__Your task__
The line with "the given layout", the line with "Assemble zero or", and all lines between them in the material below: return these exactly, and no others.

__Provided records__
//! Shared type definitions for the Dispatch campaign toolkit.
//!
//! The records here are deliberately transport-agnostic: the engine only
//! relies on their identity (`RecordId`) and the channel grouping used by
//! the cascading provider/subscription fields.

pub mod campaign;
pub mod catalog;
pub mod field;
pub mod search;

pub use campaign::{Campaign, CampaignDraft, CampaignPayload};
pub use catalog::{AudienceList, Channel, ParseChannelError, Provider, RecordId, SubscriptionGroup};
pub use field::{FieldRef, FieldRules, IsEmptyValue};
pub use search::{Page, Scope, SearchParams};
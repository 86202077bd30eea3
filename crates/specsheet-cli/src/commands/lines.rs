//! Lines command implementation.

use crate::cli::LinesArgs;
use crate::config::Profile;
use crate::error::Result;
use crate::output::Formatter;
use specsheet_domain::traits::RecordSink;
use specsheet_extractor::Pipeline;
use specsheet_sink::{ImageRenderer, JsonFileSink};
use specsheet_source::TextLineSource;
use tracing::info;

/// Execute the lines command.
pub fn execute_lines(args: LinesArgs, profile: &Profile, formatter: &Formatter) -> Result<()> {
    let output = args.output.unwrap_or_else(|| profile.output_path.clone());

    let source = TextLineSource::new(&args.input)
        .with_start_line(args.start_line)
        .skip_lines_without_units(profile.skip_lines_without_units && !args.keep_unitless);

    let renderer = ImageRenderer::new(args.images.apply(profile.images.clone()))?;
    let pipeline = Pipeline::new(profile.extractor.clone())?;

    info!("Extracting lines of {} into {}", args.input.display(), output.display());
    let outcome = pipeline.run(&source)?;

    let mut sink = JsonFileSink::new(&output, renderer);
    sink.write(&outcome.records)?;

    println!("{}", formatter.format_run(&outcome, &output)?);
    Ok(())
}
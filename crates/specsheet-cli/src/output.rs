//! Output formatting for the CLI.

use crate::config::OutputFormat;
use crate::error::Result;
use colored::*;
use specsheet_domain::record::truncate_preview;
use specsheet_domain::CatalogRecord;
use specsheet_extractor::{ExtractionOutcome, RunStats};
use specsheet_sink::CatalogEntry;
use std::path::Path;
use tabled::{
    builder::Builder,
    settings::{object::Rows, Alignment, Modify, Style},
};

const CELL_PREVIEW: usize = 60;

/// Output formatter.
pub struct Formatter {
    format: OutputFormat,
    color_enabled: bool,
}

impl Formatter {
    /// Create a new formatter.
    pub fn new(format: OutputFormat, color_enabled: bool) -> Self {
        Self {
            format,
            color_enabled,
        }
    }

    /// Format the result of a catalog run.
    pub fn format_run(&self, outcome: &ExtractionOutcome, output: &Path) -> Result<String> {
        match self.format {
            OutputFormat::Json => {
                let summary = serde_json::json!({
                    "output": output.display().to_string(),
                    "records": outcome.records.len(),
                    "stats": outcome.stats,
                });
                Ok(serde_json::to_string_pretty(&summary)?)
            }
            OutputFormat::Table => Ok(format!(
                "{}\n{}",
                self.format_records_table(&outcome.records),
                self.run_summary(&outcome.stats, outcome.records.len(), output)
            )),
            OutputFormat::Quiet => Ok(models(&outcome.records)),
        }
    }

    /// Format a single looked-up record and the row it came from.
    pub fn format_lookup(
        &self,
        entry: &CatalogEntry,
        row_index: usize,
        cells: &[Option<String>],
    ) -> Result<String> {
        match self.format {
            OutputFormat::Json => {
                let value = serde_json::json!({
                    "row": row_index,
                    "cells": cells,
                    "record": entry,
                });
                Ok(serde_json::to_string_pretty(&value)?)
            }
            OutputFormat::Table => Ok(self.format_lookup_table(entry, row_index, cells)),
            OutputFormat::Quiet => Ok(entry.model.clone()),
        }
    }

    /// Format records as a table.
    fn format_records_table(&self, records: &[CatalogRecord]) -> String {
        if records.is_empty() {
            return self.colorize("No records found.", "yellow");
        }

        let mut builder = Builder::default();
        builder.push_record(["Model", "Power, W", "Lumens", "IP", "Category", "Dimensions, mm", "Image"]);

        for record in records {
            let fields = &record.fields;
            builder.push_record([
                record.model.clone(),
                optional(fields.power_w),
                optional(fields.lumens),
                fields.ip_rating.clone().unwrap_or_else(|| "-".to_string()),
                fields
                    .category
                    .map(|c| c.to_string())
                    .unwrap_or_else(|| "-".to_string()),
                fields
                    .dimensions_mm
                    .map(|d| format!("{}×{}×{}", d.length_mm, d.width_mm, d.height_mm))
                    .unwrap_or_else(|| "-".to_string()),
                if record.image.is_some() { "yes" } else { "-" }.to_string(),
            ]);
        }

        let mut table = builder.build();
        table
            .with(Style::rounded())
            .with(Modify::new(Rows::first()).with(Alignment::center()));

        table.to_string()
    }

    /// Format one entry as a field/value table followed by its source row.
    fn format_lookup_table(&self, entry: &CatalogEntry, row_index: usize, cells: &[Option<String>]) -> String {
        let mut builder = Builder::default();
        builder.push_record(["Field", "Value"]);

        let dimensions = entry
            .dimensions_mm
            .map(|d| format!("{}×{}×{}", d.length_mm, d.width_mm, d.height_mm));
        let rows: Vec<(&str, Option<String>)> = vec![
            ("model", Some(entry.model.clone())),
            ("name", Some(entry.name.clone())),
            ("power_w", entry.power_w.map(|v| v.to_string())),
            ("lumens", entry.lumens.map(|v| v.to_string())),
            ("ip_rating", entry.ip_rating.clone()),
            ("category", entry.category.clone()),
            ("dimensions_mm", dimensions),
            ("weight_kg", entry.weight_kg.map(|v| v.to_string())),
            ("warranty_years", entry.warranty_years.map(|v| v.to_string())),
            ("price_retail", entry.price_retail.map(|v| v.to_string())),
            ("price_wholesale", entry.price_wholesale.map(|v| v.to_string())),
            ("image", entry.image.as_deref().map(|v| truncate_preview(v, CELL_PREVIEW))),
            ("raw", Some(entry.raw.clone())),
        ];
        for (field, value) in rows {
            builder.push_record([field.to_string(), value.unwrap_or_else(|| "-".to_string())]);
        }

        let mut table = builder.build();
        table
            .with(Style::rounded())
            .with(Modify::new(Rows::first()).with(Alignment::center()));

        let row: Vec<String> = cells
            .iter()
            .map(|c| truncate_preview(c.as_deref().unwrap_or(""), CELL_PREVIEW))
            .collect();

        format!(
            "{}\n{}",
            table,
            self.info(&format!("Row {}: {}", row_index, row.join(" | ")))
        )
    }

    /// One-line run summary.
    pub fn run_summary(&self, stats: &RunStats, records: usize, output: &Path) -> String {
        self.success(&format!(
            "Wrote {} records to {} ({} rows read, {} skipped, {} duplicates merged, {} images, {} ms)",
            records,
            output.display(),
            stats.rows_read,
            stats.rows_skipped,
            stats.duplicates_merged,
            stats.images_located,
            stats.processing_time_ms
        ))
    }

    /// Format a success message.
    pub fn success(&self, message: &str) -> String {
        self.colorize(&format!("✓ {}", message), "green")
    }

    /// Format an error message.
    pub fn error(&self, message: &str) -> String {
        self.colorize(&format!("✗ {}", message), "red")
    }

    /// Format an info message.
    pub fn info(&self, message: &str) -> String {
        self.colorize(&format!("ℹ {}", message), "blue")
    }

    /// Format a warning message.
    pub fn warning(&self, message: &str) -> String {
        self.colorize(&format!("⚠ {}", message), "yellow")
    }

    /// Colorize text if color is enabled.
    fn colorize(&self, text: &str, color: &str) -> String {
        if !self.color_enabled {
            return text.to_string();
        }

        match color {
            "red" => text.red().to_string(),
            "green" => text.green().to_string(),
            "blue" => text.blue().to_string(),
            "yellow" => text.yellow().to_string(),
            _ => text.to_string(),
        }
    }
}

fn optional(value: Option<u32>) -> String {
    value.map(|v| v.to_string()).unwrap_or_else(|| "-".to_string())
}

fn models(records: &[CatalogRecord]) -> String {
    records
        .iter()
        .map(|r| r.model.as_str())
        .collect::<Vec<_>>()
        .join("\n")
}

#[cfg(test)]
mod tests {
    use super::*;
    use specsheet_domain::{Category, ExtractedFields};

    fn create_test_record() -> CatalogRecord {
        let fields = ExtractedFields {
            power_w: Some(100),
            ip_rating: Some("IP65".to_string()),
            category: Some(Category::Industrial),
            ..Default::default()
        };
        CatalogRecord::new("NRG-PRO-100", fields.with_model("NRG-PRO-100"), "100W IP65")
    }

    fn outcome() -> ExtractionOutcome {
        ExtractionOutcome {
            records: vec![create_test_record()],
            stats: RunStats {
                rows_read: 3,
                rows_skipped: 2,
                records_assembled: 1,
                ..Default::default()
            },
        }
    }

    #[test]
    fn test_table_format() {
        let formatter = Formatter::new(OutputFormat::Table, false);
        let output = formatter.format_run(&outcome(), Path::new("catalog.json")).unwrap();
        assert!(output.contains("Model"));
        assert!(output.contains("NRG-PRO-100"));
        assert!(output.contains("industrial"));
        assert!(output.contains("✓ Wrote 1 records to catalog.json (3 rows read, 2 skipped"));
    }

    #[test]
    fn test_json_format() {
        let formatter = Formatter::new(OutputFormat::Json, false);
        let output = formatter.format_run(&outcome(), Path::new("catalog.json")).unwrap();
        let value: serde_json::Value = serde_json::from_str(&output).unwrap();
        assert_eq!(value["records"], 1);
        assert_eq!(value["stats"]["rows_skipped"], 2);
    }

    #[test]
    fn test_quiet_format() {
        let formatter = Formatter::new(OutputFormat::Quiet, false);
        let output = formatter.format_run(&outcome(), Path::new("catalog.json")).unwrap();
        assert_eq!(output, "NRG-PRO-100");
    }

    #[test]
    fn test_empty_records() {
        let formatter = Formatter::new(OutputFormat::Table, false);
        let empty = ExtractionOutcome {
            records: Vec::new(),
            stats: RunStats::default(),
        };
        let output = formatter.format_run(&empty, Path::new("catalog.json")).unwrap();
        assert!(output.contains("No records found"));
    }

    #[test]
    fn test_lookup_table() {
        let formatter = Formatter::new(OutputFormat::Table, false);
        let entry = CatalogEntry::new(&create_test_record(), None);
        let cells = vec![Some("NRG-PRO-100".to_string()), None, Some("100W IP65".to_string())];
        let output = formatter.format_lookup(&entry, 7, &cells).unwrap();
        assert!(output.contains("power_w"));
        assert!(output.contains("IP65"));
        assert!(output.contains("ℹ Row 7: NRG-PRO-100 |  | 100W IP65"));
    }

    #[test]
    fn test_lookup_json() {
        let formatter = Formatter::new(OutputFormat::Json, false);
        let entry = CatalogEntry::new(&create_test_record(), None);
        let output = formatter.format_lookup(&entry, 7, &[None]).unwrap();
        let value: serde_json::Value = serde_json::from_str(&output).unwrap();
        assert_eq!(value["row"], 7);
        assert_eq!(value["record"]["power_w"], 100);
        assert!(value["cells"][0].is_null());
    }

    #[test]
    fn test_colorize_disabled() {
        let formatter = Formatter::new(OutputFormat::Table, false);
        assert_eq!(formatter.success("test"), "✓ test");
        assert_eq!(formatter.error("bad"), "✗ bad");
        assert_eq!(formatter.warning("hm"), "⚠ hm");
    }
}
//! Raw input rows as produced by a source adapter

/// Content of a single input row
#[derive(Debug, Clone, PartialEq, Eq)]
pub enum RowContent {
    /// Ordered cell values of a tabular row; blank cells are `None`
    Cells(Vec<Option<String>>),

    /// One line of text recovered from a page-layout document
    Line(String),
}

/// One input row or text line
///
/// Rows are ephemeral: the pipeline consumes each one immediately and keeps
/// only the record assembled from it.
#[derive(Debug, Clone, PartialEq, Eq)]
pub struct RawRow {
    /// Zero-based absolute position in the source document (header rows included)
    pub index: usize,

    /// Row payload
    pub content: RowContent,
}

impl RawRow {
    /// Create a tabular row from cell values
    pub fn cells(index: usize, cells: Vec<Option<String>>) -> Self {
        Self {
            index,
            content: RowContent::Cells(cells),
        }
    }

    /// Create a text-line row
    pub fn line(index: usize, text: impl Into<String>) -> Self {
        Self {
            index,
            content: RowContent::Line(text.into()),
        }
    }

    /// Get a trimmed, non-empty cell value
    ///
    /// Text lines have no columns, so this always returns `None` for them.
    ///
    /// # Examples
    ///
    /// ```
    /// use specsheet_domain::RawRow;
    ///
    /// let row = RawRow::cells(4, vec![Some("  NRG-A ".to_string()), None]);
    /// assert_eq!(row.cell(0), Some("NRG-A"));
    /// assert_eq!(row.cell(1), None);
    /// assert_eq!(row.cell(7), None);
    /// ```
    pub fn cell(&self, column: usize) -> Option<&str> {
        match &self.content {
            RowContent::Cells(cells) => cells
                .get(column)
                .and_then(|c| c.as_deref())
                .map(str::trim)
                .filter(|c| !c.is_empty()),
            RowContent::Line(_) => None,
        }
    }

    /// Number of columns in a tabular row (zero for text lines)
    pub fn width(&self) -> usize {
        match &self.content {
            RowContent::Cells(cells) => cells.len(),
            RowContent::Line(_) => 0,
        }
    }

    /// Raw values of the row, one entry per cell (a text line is a single value)
    pub fn values(&self) -> Vec<Option<String>> {
        match &self.content {
            RowContent::Cells(cells) => cells.clone(),
            RowContent::Line(line) => vec![Some(line.clone())],
        }
    }

    /// Whether any cell (or the line itself) contains `needle`
    pub fn contains(&self, needle: &str) -> bool {
        match &self.content {
            RowContent::Cells(cells) => cells
                .iter()
                .flatten()
                .any(|value| value.contains(needle)),
            RowContent::Line(line) => line.contains(needle),
        }
    }
}
//! Trait definitions for external interactions
//!
//! These traits define the boundaries between the extraction core and the
//! document I/O around it. Implementations live in other crates.

use crate::{CatalogRecord, ImageAnchor, RawRow};

/// Boxed lazy row sequence returned by a [`SourceAdapter`]
pub type RowIter<'a, E> = Box<dyn Iterator<Item = Result<RawRow, E>> + 'a>;

/// Trait for reading rows and image anchors out of a document
///
/// Implemented by the infrastructure layer (specsheet-source)
pub trait SourceAdapter {
    /// Error type for source operations
    type Error;

    /// Start a fresh pass over the rows, in document order, from the configured offset
    ///
    /// Each call restarts the sequence. Any handle opened for the pass is
    /// owned by the returned iterator and released when it is dropped.
    fn rows(&self) -> Result<RowIter<'_, Self::Error>, Self::Error>;

    /// All image anchors in discovery order
    ///
    /// Independent of row iteration; sources without images return an empty list.
    fn image_anchors(&self) -> Result<Vec<ImageAnchor>, Self::Error>;
}

/// Trait for writing the final record collection
///
/// Implemented by the infrastructure layer (specsheet-sink)
pub trait RecordSink {
    /// Error type for sink operations
    type Error;

    /// Write the complete, deduplicated collection in order
    fn write(&mut self, records: &[CatalogRecord]) -> Result<(), Self::Error>;
}
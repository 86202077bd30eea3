//! Extract command implementation.

use crate::cli::ExtractArgs;
use crate::config::Profile;
use crate::error::Result;
use crate::output::Formatter;
use specsheet_domain::traits::RecordSink;
use specsheet_extractor::Pipeline;
use specsheet_sink::{ImageRenderer, JsonFileSink};
use specsheet_source::CsvSource;
use tracing::info;

/// Execute the extract command.
pub fn execute_extract(args: ExtractArgs, profile: &Profile, formatter: &Formatter) -> Result<()> {
    let mut config = profile.extractor.clone();
    if let Some(start_row) = args.start_row {
        config.start_row_offset = start_row;
    }

    let input = args.input.unwrap_or_else(|| profile.input_path.clone());
    let output = args.output.unwrap_or_else(|| profile.output_path.clone());
    let delimiter = Profile::delimiter_byte(args.delimiter.unwrap_or(profile.delimiter))?;

    let mut source = CsvSource::new(&input)
        .with_delimiter(delimiter)
        .with_start_row(config.start_row_offset);
    if let Some(dir) = args.images_dir.or_else(|| profile.images_dir.clone()) {
        source = source.with_images_dir(dir);
    }

    let renderer = ImageRenderer::new(args.images.apply(profile.images.clone()))?;
    let pipeline = Pipeline::new(config)?;

    info!("Extracting {} into {}", input.display(), output.display());
    let outcome = pipeline.run(&source)?;

    let mut sink = JsonFileSink::new(&output, renderer);
    sink.write(&outcome.records)?;

    println!("{}", formatter.format_run(&outcome, &output)?);
    Ok(())
}
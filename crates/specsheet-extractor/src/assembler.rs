//! Row → record assembly

use crate::config::ExtractorConfig;
use crate::fields::FieldExtractor;
use crate::locator::ImageLocator;
use specsheet_domain::record::truncate_preview;
use specsheet_domain::{CatalogRecord, ExtractedFields, RawRow, RowContent};
use std::fmt;

/// Why a row produced no record
///
/// Skipping is a filtering decision, not an error.
#[derive(Debug, Clone, Copy, PartialEq, Eq)]
pub enum SkipReason {
    /// The identifier column is absent or blank
    MissingIdentifier,

    /// The identifier does not carry the brand token
    PrefixMismatch,

    /// A text line contains no model token
    NoModelToken,
}

impl fmt::Display for SkipReason {
    fn fmt(&self, f: &mut fmt::Formatter<'_>) -> fmt::Result {
        match self {
            SkipReason::MissingIdentifier => f.write_str("missing identifier"),
            SkipReason::PrefixMismatch => f.write_str("identifier lacks brand prefix"),
            SkipReason::NoModelToken => f.write_str("no model token in line"),
        }
    }
}

/// Outcome of assembling one row
#[derive(Debug, Clone, PartialEq)]
pub enum Assembly {
    /// The row became a record
    Record(CatalogRecord),

    /// The row was filtered out
    Skipped(SkipReason),
}

/// Combines identifier, extracted fields, and located image into a record
pub struct RecordAssembler {
    extractor: FieldExtractor,
    config: ExtractorConfig,
}

impl RecordAssembler {
    /// Create an assembler for the given layout
    pub fn new(extractor: FieldExtractor, config: ExtractorConfig) -> Self {
        Self { extractor, config }
    }

    /// The field extractor in use
    pub fn extractor(&self) -> &FieldExtractor {
        &self.extractor
    }

    /// Assemble zero or one record from `row`
    pub fn assemble(&self, row: &RawRow, locator: &ImageLocator<'_>) -> Assembly {
        self.build(row, locator, None)
    }

    /// Assemble a record, using `model` when the row itself yields no identifier
    ///
    /// Used by single-item lookup, where the requested model may have been
    /// found in a cell other than the identifier column.
    pub fn assemble_as(&self, row: &RawRow, locator: &ImageLocator<'_>, model: &str) -> CatalogRecord {
        match self.build(row, locator, Some(model)) {
            Assembly::Record(record) => record,
            // build only skips when no fallback is given
            Assembly::Skipped(_) => CatalogRecord::new(model, ExtractedFields::default(), ""),
        }
    }

    fn build(&self, row: &RawRow, locator: &ImageLocator<'_>, fallback: Option<&str>) -> Assembly {
        let (model, fields, blob) = match &row.content {
            RowContent::Cells(_) => {
                let model = match (self.identifier(row), fallback) {
                    (Ok(model), _) => model.to_string(),
                    (Err(_), Some(fallback)) => fallback.trim().to_string(),
                    (Err(reason), None) => return Assembly::Skipped(reason),
                };
                let blob = self.spec_blob(row);
                let fields = self.extractor.extract(&blob).with_model(model.as_str());
                (model, fields, blob)
            }
            RowContent::Line(line) => {
                let fields = self.extractor.extract(line);
                let model = match (fields.model.clone(), fallback) {
                    (Some(model), _) => model,
                    (None, Some(fallback)) => fallback.trim().to_string(),
                    (None, None) => return Assembly::Skipped(SkipReason::NoModelToken),
                };
                let fields = fields.with_model(model.as_str());
                (model, fields, line.clone())
            }
        };

        if model.is_empty() {
            return Assembly::Skipped(SkipReason::MissingIdentifier);
        }

        let name = self
            .config
            .name_column
            .and_then(|column| row.cell(column))
            .map(str::to_string)
            .unwrap_or_else(|| model.clone());

        Assembly::Record(CatalogRecord {
            name,
            fields,
            image: locator.locate(row.index).map(|anchor| anchor.data.clone()),
            raw: truncate_preview(blob.trim(), self.config.raw_preview_length),
            price_retail: self.price(row, self.config.price_retail_column),
            price_wholesale: self.price(row, self.config.price_wholesale_column),
            model,
        })
    }

    fn identifier<'r>(&self, row: &'r RawRow) -> Result<&'r str, SkipReason> {
        let model = row
            .cell(self.config.model_column)
            .ok_or(SkipReason::MissingIdentifier)?;
        if self.config.require_model_prefix && !self.extractor.has_prefix(model) {
            return Err(SkipReason::PrefixMismatch);
        }
        Ok(model)
    }

    fn spec_blob(&self, row: &RawRow) -> String {
        self.config
            .spec_columns
            .iter()
            .filter_map(|&column| row.cell(column))
            .collect::<Vec<_>>()
            .join(" ")
    }

    fn price(&self, row: &RawRow, column: Option<usize>) -> Option<f64> {
        column.and_then(|c| row.cell(c)).and_then(parse_price)
    }
}

/// Parse a price cell such as `12 500,00` or `1500.5`
fn parse_price(cell: &str) -> Option<f64> {
    let normalized: String = cell
        .chars()
        .filter(|c| !c.is_whitespace())
        .map(|c| if c == ',' { '.' } else { c })
        .collect();
    normalized.parse().ok()
}

#[cfg(test)]
mod tests {
    use super::*;
    use specsheet_domain::{Category, ImageAnchor};

    fn assembler(config: ExtractorConfig) -> RecordAssembler {
        let extractor = FieldExtractor::new(&config.model_prefix_filter).unwrap();
        RecordAssembler::new(extractor, config)
    }

    fn cells(index: usize, values: &[&str]) -> RawRow {
        RawRow::cells(
            index,
            values.iter().map(|v| Some(v.to_string())).collect(),
        )
    }

    fn expect_record(assembly: Assembly) -> CatalogRecord {
        match assembly {
            Assembly::Record(record) => record,
            Assembly::Skipped(reason) => panic!("Expected record, row skipped: {}", reason),
        }
    }

    #[test]
    fn test_tabular_row() {
        let a = assembler(ExtractorConfig::default());
        let row = cells(3, &["NRG-PRO-100", "industrial light", "100W 12000lm IP65"]);
        let record = expect_record(a.assemble(&row, &ImageLocator::empty(1)));

        assert_eq!(record.model, "NRG-PRO-100");
        assert_eq!(record.name, "NRG-PRO-100");
        assert_eq!(record.fields.model.as_deref(), Some("NRG-PRO-100"));
        assert_eq!(record.fields.power_w, Some(100));
        assert_eq!(record.fields.category, Some(Category::Industrial));
        assert_eq!(record.raw, "industrial light 100W 12000lm IP65");
        assert!(record.image.is_none());
    }

    #[test]
    fn test_blank_identifier_skipped() {
        let a = assembler(ExtractorConfig::default());
        let row = RawRow::cells(2, vec![Some("   ".to_string()), Some("100W".to_string())]);
        assert_eq!(
            a.assemble(&row, &ImageLocator::empty(1)),
            Assembly::Skipped(SkipReason::MissingIdentifier)
        );

        let narrow = RawRow::cells(2, vec![]);
        assert_eq!(
            a.assemble(&narrow, &ImageLocator::empty(1)),
            Assembly::Skipped(SkipReason::MissingIdentifier)
        );
    }

    #[test]
    fn test_prefix_filter() {
        let a = assembler(ExtractorConfig::default());
        let row = cells(2, &["Итого", "", "100W"]);
        assert_eq!(
            a.assemble(&row, &ImageLocator::empty(1)),
            Assembly::Skipped(SkipReason::PrefixMismatch)
        );

        let lenient = assembler(ExtractorConfig {
            require_model_prefix: false,
            ..Default::default()
        });
        let record = expect_record(lenient.assemble(&row, &ImageLocator::empty(1)));
        assert_eq!(record.model, "Итого");
    }

    #[test]
    fn test_image_attached_from_row_index() {
        let a = assembler(ExtractorConfig::default());
        let anchors = vec![
            ImageAnchor::new(7, 1, vec![9, 9]),
            ImageAnchor::new(8, 1, vec![1]),
        ];
        let locator = ImageLocator::new(&anchors, 1);
        let record = expect_record(a.assemble(&cells(7, &["NRG-7", "", "50W"]), &locator));
        assert_eq!(record.image, Some(vec![9, 9]));
    }

    #[test]
    fn test_name_and_prices() {
        let config = ExtractorConfig {
            name_column: Some(1),
            spec_columns: vec![2],
            price_retail_column: Some(3),
            price_wholesale_column: Some(4),
            ..Default::default()
        };
        let a = assembler(config);
        let row = cells(5, &["NRG-5", "Светильник офисный", "36Вт", "12 500,50", "н/д"]);
        let record = expect_record(a.assemble(&row, &ImageLocator::empty(1)));

        assert_eq!(record.name, "Светильник офисный");
        assert_eq!(record.raw, "36Вт");
        // category comes only from the spec columns
        assert_eq!(record.fields.category, None);
        assert_eq!(record.price_retail, Some(12500.5));
        assert_eq!(record.price_wholesale, None);
    }

    #[test]
    fn test_raw_preview_capped() {
        let a = assembler(ExtractorConfig {
            raw_preview_length: 10,
            ..Default::default()
        });
        let row = cells(1, &["NRG-1", "Прожектор светодиодный", "200Вт"]);
        let record = expect_record(a.assemble(&row, &ImageLocator::empty(1)));
        assert_eq!(record.raw, "Прожектор ");
        assert_eq!(record.fields.power_w, Some(200));
    }

    #[test]
    fn test_text_line_uses_model_token() {
        let a = assembler(ExtractorConfig::default());
        let row = RawRow::line(12, "  Уличный NRG-STREET-50 50Вт IP66  ");
        let record = expect_record(a.assemble(&row, &ImageLocator::empty(1)));
        assert_eq!(record.model, "NRG-STREET-50");
        assert_eq!(record.raw, "Уличный NRG-STREET-50 50Вт IP66");
        assert_eq!(record.fields.category, Some(Category::Street));

        let anonymous = RawRow::line(13, "Прожектор 100Вт");
        assert_eq!(
            a.assemble(&anonymous, &ImageLocator::empty(1)),
            Assembly::Skipped(SkipReason::NoModelToken)
        );
    }

    #[test]
    fn test_assemble_as_falls_back_to_requested_model() {
        let a = assembler(ExtractorConfig::default());
        let row = cells(9, &["", "", "NRG-TRADE-20-1000 20Вт"]);
        let record = a.assemble_as(&row, &ImageLocator::empty(1), "NRG-TRADE-20-1000");
        assert_eq!(record.model, "NRG-TRADE-20-1000");
        assert_eq!(record.fields.power_w, Some(20));
    }

    #[test]
    fn test_parse_price() {
        assert_eq!(parse_price("1500"), Some(1500.0));
        assert_eq!(parse_price("1\u{a0}500,25"), Some(1500.25));
        assert_eq!(parse_price("по запросу"), None);
    }
}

__Answer to this exercise__
    /// Create an assembler for the given layout
    pub fn new(extractor: FieldExtractor, config: ExtractorConfig) -> Self {
        Self { extractor, config }
    }

    /// The field extractor in use
    pub fn extractor(&self) -> &FieldExtractor {
        &self.extractor
    }

    /// Assemble zero or one record from `row`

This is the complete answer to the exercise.